What to do:
Copy out each line of the material that includes the word "left".

Available records:
use std::time::Duration;

use anyhow::Context;
use serde::{Deserialize, Serialize};

use crate::{
    adapter::{
        ancestor_matching, media_level, parent_container, set_media_level, visible_videos,
        DiscoveryPlan, HoverPolicy, SiteAdapter,
    },
    page::{Document, NodeId},
    selector::Selector,
    storage::StorageScope,
    utils::timestamp,
    volume,
};

const VOLUME_KEY: &str = "yt-player-volume";
const PAYLOAD_LIFETIME_MS: u64 = 1000 * 60 * 60 * 24 * 30;
const SLIDER_TRACK_PX: f64 = 40.0;
const MUTE_SLASH_ID: &str = "ytp-id-16";

#[derive(Debug, Clone, PartialEq, Serialize, Deserialize)]
struct StoredVolume {
    volume: u8,
    muted: bool,
}

/// The player's own volume memory; `data` holds JSON-encoded [`StoredVolume`].
#[derive(Debug, Clone, PartialEq, Serialize, Deserialize)]
struct VolumePayload {
    data: String,
    expiration: u64,
    creation: u64,
}

impl VolumePayload {
    fn new(level: f64, now: u64) -> anyhow::Result<Self> {
        let percent = volume::percent(level);
        let data = serde_json::to_string(&StoredVolume {
            volume: percent,
            muted: percent == 0,
        })?;
        Ok(Self {
            data,
            expiration: now + PAYLOAD_LIFETIME_MS,
            creation: now,
        })
    }

    fn parse(raw: &str, now: u64) -> anyhow::Result<f64> {
        let payload: VolumePayload = serde_json::from_str(raw).context("Malformed volume payload")?;
        if payload.expiration < now {
            return Err(anyhow::anyhow!("Volume payload expired"));
        }
        let stored: StoredVolume =
            serde_json::from_str(&payload.data).context("Malformed volume payload data")?;
        Ok(volume::clamp(f64::from(stored.volume) / 100.0))
    }
}

fn player() -> Selector {
    Selector::class("html5-video-player")
}

#[derive(Debug, Default)]
pub struct YouTubeAdapter;

impl YouTubeAdapter {
    pub fn new() -> Self {
        Self
    }

    /// Session scope first, then local; unreadable or malformed entries count as absent.
    fn read_persisted(doc: &mut Document) -> Option<f64> {
        let now = timestamp();
        for scope in [StorageScope::Session, StorageScope::Local] {
            let raw = match doc.storage_mut(scope).get(VOLUME_KEY) {
                Ok(Some(raw)) => raw,
                Ok(None) => continue,
                Err(err) => {
                    log::debug!("Could not read persisted volume: {err:?}");
                    continue;
                }
            };
            match VolumePayload::parse(&raw, now) {
                Ok(level) => return Some(level),
                Err(err) => log::debug!("Ignoring persisted volume in {scope:?} storage: {err:?}"),
            }
        }
        None
    }

    fn persist(doc: &mut Document, level: f64) -> anyhow::Result<()> {
        let payload = VolumePayload::new(level, timestamp())?;
        let value = serde_json::to_string(&payload)?;
        let local = doc
            .local_storage
            .set(VOLUME_KEY, value.clone())
            .context("Failed to persist volume to local storage");
        let session = doc
            .session_storage
            .set(VOLUME_KEY, value)
            .context("Failed to persist volume to session storage");
        local.and(session)
    }

    fn sync_controls(doc: &mut Document, level: f64) {
        let percent = volume::percent(level);
        let muted = percent == 0;

        let panel = doc.query(&Selector::class("ytp-volume-panel"));
        if let Some(panel) = panel {
            doc.set_attr(panel, "aria-valuenow", &percent.to_string());
            doc.set_attr(panel, "aria-valuetext", &format!("{percent}% volume"));
        }

        let slider =
            panel.and_then(|panel| doc.query_within(panel, &Selector::class("ytp-volume-slider")));
        if let Some(slider) = slider {
            doc.set_style(slider, "--volume-slider-value", &format!("{percent}%"));
            doc.set_attr(slider, "aria-valuenow", &percent.to_string());
            doc.set_attr(slider, "aria-valuetext", &format!("{percent}%"));
            let handle = doc.query_within(slider, &Selector::class("ytp-volume-slider-handle"));
            if let Some(handle) = handle {
                let left = f64::from(percent) / 100.0 * SLIDER_TRACK_PX;
                doc.set_style(handle, "left", &format!("{left}px"));
            }
        }

        if let Some(slash) = doc.query(&Selector::id(MUTE_SLASH_ID)) {
            doc.set_style(slash, "display", if muted { "block" } else { "none" });
        }

        if let Some(button) = doc.query(&Selector::class("ytp-mute-button")) {
            let (title, label) = if muted {
                ("Unmute", "Unmute (m)")
            } else {
                ("Mute", "Mute (m)")
            };
            doc.set_attr(button, "data-title-no-tooltip", title);
            doc.set_attr(button, "aria-label", label);
        }

        let overflow = doc.query(&Selector::class("ytp-overflow-panel"));
        if let Some(overflow) = overflow.filter(|o| doc.style(*o, "display") == Some("block")) {
            doc.set_style(overflow, "display", "none");
        }
    }
}

impl SiteAdapter for YouTubeAdapter {
    fn name(&self) -> &'static str {
        "youtube"
    }

    fn plan(&self) -> DiscoveryPlan {
        DiscoveryPlan {
            url_change_delay: Some(Duration::from_millis(800)),
            ..DiscoveryPlan::default()
        }
    }

    fn find_media(&self, doc: &Document) -> Vec<NodeId> {
        visible_videos(doc)
            .find(|video| doc.closest(*video, &player()).is_some())
            .into_iter()
            .collect()
    }

    fn find_container(&self, doc: &Document, media: NodeId) -> Option<NodeId> {
        ancestor_matching(doc, media, &player())
            .or_else(|| doc.query(&Selector::class("ytd-watch-flexy")))
            .or_else(|| parent_container(doc, media))
    }

    fn read_level(&self, doc: &Document, media: NodeId) -> Option<f64> {
        media_level(doc, media)
    }

    fn apply_level(&mut self, doc: &mut Document, media: NodeId, level: f64) {
        set_media_level(doc, media, level);
    }

    fn after_apply(&mut self, doc: &mut Document, _media: NodeId, level: f64) -> anyhow::Result<()> {
        Self::sync_controls(doc, level);
        Self::persist(doc, level)
    }

    fn hover_policy(&self) -> HoverPolicy {
        HoverPolicy::Anywhere
    }

    fn scroll_target(&self, media: NodeId, _container: NodeId) -> NodeId {
        media
    }

    /// Players swapped in by in-place navigation start from the remembered level.
    fn on_attached(&mut self, doc: &mut Document, media: NodeId) {
        let Some(level) = Self::read_persisted(doc) else {
            return;
        };
        log::debug!("Restoring persisted volume {level} on {media}");
        set_media_level(doc, media, level);
        Self::sync_controls(doc, level);
    }

    fn tracks_host_volume(&self) -> bool {
        true
    }

    fn on_host_volume_change(&mut self, doc: &mut Document, media: NodeId) -> anyhow::Result<()> {
        let Some(level) = media_level(doc, media) else {
            return Ok(());
        };
        Self::sync_controls(doc, level);
        Self::persist(doc, level)
    }

    fn watches_mute_key(&self) -> bool {
        true
    }
}

#[cfg(test)]
mod tests {
    use super::*;

    struct Watch {
        doc: Document,
        player: NodeId,
        video: NodeId,
        panel: NodeId,
        handle: NodeId,
        mute_button: NodeId,
    }

    fn watch_page() -> Watch {
        let mut doc = Document::new("https://www.youtube.com/watch?v=abc");
        let body = doc.body();
        let flexy = doc.append_element(body, "div", &[("class", "ytd-watch-flexy")]);
        let player = doc.append_element(flexy, "div", &[("class", "html5-video-player")]);
        let video = doc.append_element(player, "video", &[("class", "video-stream")]);
        let panel = doc.append_element(player, "div", &[("class", "ytp-volume-panel")]);
        let slider = doc.append_element(panel, "div", &[("class", "ytp-volume-slider")]);
        let handle = doc.append_element(slider, "div", &[("class", "ytp-volume-slider-handle")]);
        let mute_button = doc.append_element(player, "button", &[("class", "ytp-mute-button")]);
        Watch {
            doc,
            player,
            video,
            panel,
            handle,
            mute_button,
        }
    }

    #[test]
    fn should_find_video_inside_player_only() {
        // given
        let Watch {
            mut doc, player, video, ..
        } = watch_page();
        let body = doc.body();
        doc.append_element(body, "video", &[]);

        // when
        let media = YouTubeAdapter.find_media(&doc);

        // then
        assert_eq!(media, vec![video]);
        assert_eq!(YouTubeAdapter.find_container(&doc, video), Some(player));
    }

    #[test]
    fn should_sync_controls_and_persist_after_apply() {
        // given
        let Watch {
            mut doc,
            video,
            panel,
            handle,
            mute_button,
            ..
        } = watch_page();
        let mut adapter = YouTubeAdapter::new();

        // when
        adapter.apply_level(&mut doc, video, 0.5);
        adapter.after_apply(&mut doc, video, 0.5).unwrap();

        // then
        assert_eq!(doc.media(video).unwrap().volume, 0.5);
        assert_eq!(doc.attr(panel, "aria-valuenow"), Some("50"));
        assert_eq!(doc.attr(panel, "aria-valuetext"), Some("50% volume"));
        assert_eq!(doc.style(handle, "left"), Some("20px"));
        assert_eq!(doc.attr(mute_button, "aria-label"), Some("Mute (m)"));

        let raw = doc.local_storage.get(VOLUME_KEY).unwrap().unwrap();
        let payload: VolumePayload = serde_json::from_str(&raw).unwrap();
        assert_eq!(payload.data, r#"{"volume":50,"muted":false}"#);
        assert_eq!(payload.expiration - payload.creation, PAYLOAD_LIFETIME_MS);
        assert_eq!(doc.session_storage.get(VOLUME_KEY).unwrap(), Some(raw));
    }

    #[test]
    fn should_mark_muted_at_zero() {
        let Watch {
            mut doc, video, mute_button, ..
        } = watch_page();
        let body = doc.body();
        let slash = doc.append_element(body, "div", &[("id", MUTE_SLASH_ID)]);

        YouTubeAdapter.after_apply(&mut doc, video, 0.0).unwrap();

        assert_eq!(doc.style(slash, "display"), Some("block"));
        assert_eq!(doc.attr(mute_button, "data-title-no-tooltip"), Some("Unmute"));
        let raw = doc.session_storage.get(VOLUME_KEY).unwrap().unwrap();
        assert!(raw.contains(r#"\"muted\":true"#));
    }

    #[test]
    fn should_report_storage_failure_without_blocking_ui_sync() {
        // given
        let Watch {
            mut doc, video, panel, ..
        } = watch_page();
        doc.local_storage.set_available(false);

        // when
        let result = YouTubeAdapter.after_apply(&mut doc, video, 0.3);

        // then
        assert!(result.is_err());
        assert_eq!(doc.attr(panel, "aria-valuenow"), Some("30"));
        assert!(doc.session_storage.get(VOLUME_KEY).unwrap().is_some());
    }

    #[test]
    fn should_restore_persisted_level_on_attach() {
        // given
        let Watch { mut doc, video, panel, .. } = watch_page();
        YouTubeAdapter::persist(&mut doc, 0.35).unwrap();

        // when
        YouTubeAdapter.on_attached(&mut doc, video);

        // then
        assert_eq!(doc.media(video).unwrap().volume, 0.35);
        assert_eq!(doc.attr(panel, "aria-valuenow"), Some("35"));
    }

    #[test]
    fn should_treat_malformed_or_unreadable_payload_as_absent() {
        let Watch { mut doc, video, .. } = watch_page();
        doc.session_storage
            .set(VOLUME_KEY, "{not json".to_string())
            .unwrap();
        doc.local_storage
            .set(VOLUME_KEY, r#"{"data":"[]","expiration":0,"creation":0}"#.to_string())
            .unwrap();

        assert_eq!(YouTubeAdapter::read_persisted(&mut doc), None);

        doc.session_storage.set_available(false);
        YouTubeAdapter.on_attached(&mut doc, video);
        assert_eq!(doc.media(video).unwrap().volume, 1.0);
    }

    #[test]
    fn should_prefer_session_scope_when_restoring() {
        let Watch { mut doc, .. } = watch_page();
        let now = timestamp();
        let session = serde_json::to_string(&VolumePayload::new(0.2, now).unwrap()).unwrap();
        let local = serde_json::to_string(&VolumePayload::new(0.9, now).unwrap()).unwrap();
        doc.session_storage.set(VOLUME_KEY, session).unwrap();
        doc.local_storage.set(VOLUME_KEY, local).unwrap();

        assert_eq!(YouTubeAdapter::read_persisted(&mut doc), Some(0.2));
    }
}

Exercise response:
                let left = f64::from(percent) / 100.0 * SLIDER_TRACK_PX;
                doc.set_style(handle, "left", &format!("{left}px"));
        assert_eq!(doc.style(handle, "left"), Some("20px"));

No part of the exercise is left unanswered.